11 - Quase dois meses depois da morte de Moita Braba, quando os ânimos na região estavam mais tranqüilos, os jornais publicam uma nota emitida pelo governador Pedro Velho, informando que desde setembro de 1894, a população da região solicitava um maior empenho por parte do governo para pôr fim ao clima de medo que imperava na vila de São Miguel. A população estava particularmente apreensiva com a “presença de cangaceiros, circulando livremente pelas ruas, em grupos e fortemente armados”. Ver o jornal “A Republica”, edição de 16 de fevereiro de 1895, p. 01.
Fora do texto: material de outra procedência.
//! Configuration loading using Figment
//!
//! Configuration is layered, lowest precedence first:
//! 1. Built-in defaults (COM5 at 9600 baud, 5 s startup wait, 10 s command wait)
//! 2. `mcu-panel.toml` (or the path given on the command line); a missing file is fine
//! 3. Environment variables prefixed with `MCU_PANEL_`, using `__` between sections
//!
//! ```text
//! MCU_PANEL_SERIAL__PORT=/dev/ttyACM0
//! MCU_PANEL_SERIAL__BAUD_RATE=115200
//! MCU_PANEL_TIMEOUTS__COMMAND_MS=20000
//! MCU_PANEL_LOGGING__LEVEL=debug
//! ```

use crate::worker::WorkerSettings;
use figment::{
    providers::{Env, Format, Serialized, Toml},
    Figment,
};
use serde::{Deserialize, Serialize};
use std::path::Path;
use std::time::Duration;
use thiserror::Error;

/// Configuration error types
#[derive(Debug, Error)]
pub enum ConfigError {
    #[error("Configuration load error: {0}")]
    LoadError(#[from] figment::Error),
    #[error("Configuration validation error: {0}")]
    ValidationError(String),
}

/// Top-level panel configuration
#[derive(Debug, Clone, PartialEq, Eq, Serialize, Deserialize, Default)]
pub struct PanelConfig {
    /// Which port to talk to
    #[serde(default)]
    pub serial: SerialConfig,
    /// Protocol waits
    #[serde(default)]
    pub timeouts: TimeoutConfig,
    /// Diagnostics output
    #[serde(default)]
    pub logging: LoggingConfig,
}

/// Serial port identity
#[derive(Debug, Clone, PartialEq, Eq, Serialize, Deserialize)]
pub struct SerialConfig {
    /// Port name or device path
    pub port: String,
    /// Baud rate; framing is always 8N1
    pub baud_rate: u32,
    /// Read timeout of the port's I/O thread, which also bounds how long closing waits
    #[serde(default = "default_read_timeout_ms")]
    pub read_timeout_ms: u64,
}

impl Default for SerialConfig {
    fn default() -> Self {
        Self {
            port: "COM5".to_string(),
            baud_rate: 9600,
            read_timeout_ms: default_read_timeout_ms(),
        }
    }
}

/// Protocol timeouts, all in milliseconds
#[derive(Debug, Clone, PartialEq, Eq, Serialize, Deserialize)]
pub struct TimeoutConfig {
    /// How long to wait for `@STARTED` after opening the port
    #[serde(default = "default_startup_ms")]
    pub startup_ms: u64,
    /// How long to wait for a command's reply
    #[serde(default = "default_command_ms")]
    pub command_ms: u64,
    /// Queue poll granularity while waiting for replies
    #[serde(default = "default_poll_interval_ms")]
    pub poll_interval_ms: u64,
    /// How long the session thread waits for queued work between connectivity checks
    #[serde(default = "default_idle_wait_ms")]
    pub idle_wait_ms: u64,
}

impl Default for TimeoutConfig {
    fn default() -> Self {
        Self {
            startup_ms: default_startup_ms(),
            command_ms: default_command_ms(),
            poll_interval_ms: default_poll_interval_ms(),
            idle_wait_ms: default_idle_wait_ms(),
        }
    }
}

/// Logging settings
#[derive(Debug, Clone, PartialEq, Eq, Serialize, Deserialize)]
pub struct LoggingConfig {
    /// trace, debug, info, warn or error
    pub level: String,
}

impl Default for LoggingConfig {
    fn default() -> Self {
        Self {
            level: "info".to_string(),
        }
    }
}

fn default_read_timeout_ms() -> u64 {
    100
}

fn default_startup_ms() -> u64 {
    5_000
}

fn default_command_ms() -> u64 {
    10_000
}

fn default_poll_interval_ms() -> u64 {
    100
}

fn default_idle_wait_ms() -> u64 {
    100
}

impl PanelConfig {
    /// File read by [`PanelConfig::load`].
    pub const DEFAULT_PATH: &'static str = "mcu-panel.toml";

    /// Environment variable prefix.
    pub const ENV_PREFIX: &'static str = "MCU_PANEL_";

    /// Load from `mcu-panel.toml` in the working directory plus the environment.
    ///
    /// # Errors
    /// Returns a ConfigError if extraction or validation fails.
    pub fn load() -> Result<Self, ConfigError> {
        Self::load_from(Self::DEFAULT_PATH)
    }

    /// Load from a specific TOML file plus the environment.
    ///
    /// # Errors
    /// Returns a ConfigError if the file cannot be parsed or validation fails.
    pub fn load_from<P: AsRef<Path>>(path: P) -> Result<Self, ConfigError> {
        let config: Self = Figment::from(Serialized::defaults(Self::default()))
            .merge(Toml::file(path.as_ref()))
            .merge(Env::prefixed(Self::ENV_PREFIX).split("__"))
            .extract()
            .map_err(ConfigError::LoadError)?;

        config.validate()?;
        Ok(config)
    }

    /// Validate configuration after loading
    ///
    /// # Errors
    /// Returns a ConfigError with a descriptive message for any validation failure.
    pub fn validate(&self) -> Result<(), ConfigError> {
        if self.serial.port.trim().is_empty() {
            return Err(ConfigError::ValidationError(
                "serial.port cannot be empty".to_string(),
            ));
        }

        if self.serial.baud_rate == 0 {
            return Err(ConfigError::ValidationError(
                "serial.baud_rate must be greater than 0".to_string(),
            ));
        }

        if !(1..=1000).contains(&self.serial.read_timeout_ms) {
            return Err(ConfigError::ValidationError(format!(
                "Invalid serial.read_timeout_ms {}. Must be 1-1000",
                self.serial.read_timeout_ms
            )));
        }

        if !(1..=1000).contains(&self.timeouts.poll_interval_ms) {
            return Err(ConfigError::ValidationError(format!(
                "Invalid timeouts.poll_interval_ms {}. Must be 1-1000",
                self.timeouts.poll_interval_ms
            )));
        }

        if self.timeouts.startup_ms == 0 || self.timeouts.command_ms == 0 {
            return Err(ConfigError::ValidationError(
                "timeouts.startup_ms and timeouts.command_ms must be greater than 0".to_string(),
            ));
        }

        let valid_levels = ["trace", "debug", "info", "warn", "error"];
        if !valid_levels.contains(&self.logging.level.as_str()) {
            return Err(ConfigError::ValidationError(format!(
                "Invalid logging.level '{}'. Must be one of: {}",
                self.logging.level,
                valid_levels.join(", ")
            )));
        }

        Ok(())
    }

    /// Read timeout of the serial adapter's I/O thread.
    pub fn read_timeout(&self) -> Duration {
        Duration::from_millis(self.serial.read_timeout_ms)
    }

    /// Wait for the startup marker.
    pub fn startup_timeout(&self) -> Duration {
        Duration::from_millis(self.timeouts.startup_ms)
    }

    /// Wait for a command reply.
    pub fn command_timeout(&self) -> Duration {
        Duration::from_millis(self.timeouts.command_ms)
    }

    /// Queue poll granularity.
    pub fn poll_interval(&self) -> Duration {
        Duration::from_millis(self.timeouts.poll_interval_ms)
    }

    /// Settings for a [`crate::worker::SessionWorker`].
    pub fn worker_settings(&self) -> WorkerSettings {
        WorkerSettings {
            startup_timeout: self.startup_timeout(),
            command_timeout: self.command_timeout(),
            idle_wait: Duration::from_millis(self.timeouts.idle_wait_ms),
        }
    }
}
12 - Na época do tiroteio Amorim já contava com 73 anos. As chamadas “torneiras” eram aberturas feitas, ou “broqueadas” como se dizia, nas paredes das antigas propriedades dos coronéis do sertão, onde se destinava a se obter um campo de visão para parte externa, visando realizar disparos contra os adversários com uma arma de fogo.

13 - Sobre o cerco, a conseqüente depredação da fazenda Quintos e a fuga de Amorim, ver principalmente Nonato, R. Op. Cit., págs. 20 a 23 e o relatório de Olympio Vital publicado em “A Republica” em 10 de novembro de 1894.